What are transfer payments?

Transfer payments refer to money that flows from the government to households in the form of Social Security, unemployment benefits, Medicaid, SNAP benefits (food stamps), and housing assistance.

Explain Trump's views on taxation

Trump cut the top tax rate to 37% in 2018 and also cut corporate income tax

What are the two corollary principles of equity that the ability-to-pay principle leads to?

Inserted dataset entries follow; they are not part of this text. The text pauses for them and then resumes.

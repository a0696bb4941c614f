//! Library side of the `bounce` command
//!
//! - `script`: timeline scripts for deterministic replay
//! - `settings`: TOML settings and command-line overrides
//! - `replay`: run a timeline through a bouncer on a simulated clock
//! - `render`: human and JSON output

pub mod render;
pub mod replay;
pub mod script;
pub mod settings;

pub use replay::{replay, ReplayedBounce};
pub use script::{Action, Step, Timeline};
pub use settings::{Overrides, Settings, SplitRule};
//! Bouncer throughput benchmarks

use bounce_core::{Bounce, Bouncer, ManualTimer};
use criterion::{black_box, criterion_group, criterion_main, BatchSize, Criterion};
use std::sync::atomic::{AtomicUsize, Ordering};
use std::sync::Arc;
use std::time::Duration;

fn counting_bouncer(timer: &Arc<ManualTimer>, hook: bool) -> (Bouncer<u64>, Arc<AtomicUsize>) {
    let bounces = Arc::new(AtomicUsize::new(0));
    let counter = bounces.clone();
    let mut builder = Bouncer::builder(Duration::from_millis(50), move |bounce: Bounce<u64>| {
        counter.fetch_add(bounce.call_count().min(1), Ordering::Relaxed);
    })
    .max_delay(Duration::from_millis(500))
    .timer(timer.clone());
    if hook {
        builder = builder.control(|ctx, split| {
            if ctx.call_count() >= 64 {
                split.request(true);
            }
        });
    }
    (builder.build().expect("valid bench config"), bounces)
}

fn bench_fire(c: &mut Criterion) {
    c.bench_function("fire_burst_1k", |b| {
        b.iter_batched(
            || {
                let timer = Arc::new(ManualTimer::new());
                let (bouncer, bounces) = counting_bouncer(&timer, false);
                (timer, bouncer, bounces)
            },
            |(timer, bouncer, bounces)| {
                for i in 0..1000u64 {
                    bouncer.fire_one(black_box(i));
                    timer.advance(Duration::from_millis(1));
                }
                timer.advance(Duration::from_millis(100));
                black_box(bounces.load(Ordering::Relaxed))
            },
            BatchSize::SmallInput,
        );
    });

    c.bench_function("fire_burst_1k_with_split_hook", |b| {
        b.iter_batched(
            || {
                let timer = Arc::new(ManualTimer::new());
                let (bouncer, bounces) = counting_bouncer(&timer, true);
                (timer, bouncer, bounces)
            },
            |(timer, bouncer, bounces)| {
                for i in 0..1000u64 {
                    bouncer.fire_one(black_box(i));
                }
                timer.advance(Duration::from_millis(100));
                black_box(bounces.load(Ordering::Relaxed))
            },
            BatchSize::SmallInput,
        );
    });
}

fn bench_sparse_events(c: &mut Criterion) {
    c.bench_function("fire_sparse_100", |b| {
        b.iter_batched(
            || {
                let timer = Arc::new(ManualTimer::new());
                let (bouncer, bounces) = counting_bouncer(&timer, false);
                (timer, bouncer, bounces)
            },
            |(timer, bouncer, bounces)| {
                // Every event lands after the window closed: one bounce each
                for i in 0..100u64 {
                    bouncer.fire_one(black_box(i));
                    timer.advance(Duration::from_millis(60));
                }
                black_box(bounces.load(Ordering::Relaxed))
            },
            BatchSize::SmallInput,
        );
    });
}

criterion_group!(benches, bench_fire, bench_sparse_events);
criterion_main!(benches);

Vertical equity and horizontal equity

Explain vertical equity

Vertical equity states that taxpayers with a greater ability to pay should contribute a larger amount

Explain the difference between proportional, progressive, and regressive tax systems

Vertical equity states that taxpayers with a greater ability to pay should contribute a larger amount of money in taxes. These three tax systems are primarily concerned with the proportion of one's income that goes into tax. A proportional tax system taxes all taxpayers the same fraction of income (eg. taxpayers pay 25% regardless of income). In a progressive tax system, high-income taxpayers pay a higher fraction of their income in tax than lower-income taxpayers. In a regressive tax system, high-income taxpayers pay a smaller fraction of their income in tax than low-income taxpayers. Usually, all these systems show vertical equity because the absolute value paid by high-income tax payers is generally higher even if the fraction of their income paid is equal to or less than what is paid by lower-income taxpayers. Determining which one of these systems is the most equitable is difficult as equity is in the eye of the beholder.

Explain Bill Clinton's views on taxation

When Bill Clinton ran for president in 1992, he signed in a bill that raised the marginal tax rate of the richest Americans to about 40%. He argued that the rich were not paying their fair share and hence the current tax rates violated vertical equity.

Explain Ronald Reagan's views on taxation

When Ronald Reagan was elected president in 1980, the marginal tax rate for the richest Americans was 50% - this number was 70% for interest income. Reagan signed in large cuts in tax rates, arguing that such high tax rates greatly distorted incentives to work and save (cost too much in terms of efficiency). By the time Reagan left office in 1989, the taxes for the richest Americans was only 28%

In what cases can taxes increase efficiency?

When taxes are used to internalize externalities and thereby correct market failures, they can increase efficiency.

Why do administrative burdens persist?

While the administrative burden of tax could be reduced by simplifying tax laws, this is politically difficult. The taxpayers that benefit from tax loopholes lobby for their special interests. As such, while most taxpayers may be willing to simplify the tax code by eliminating such loopholes, the political process to do so is challenging.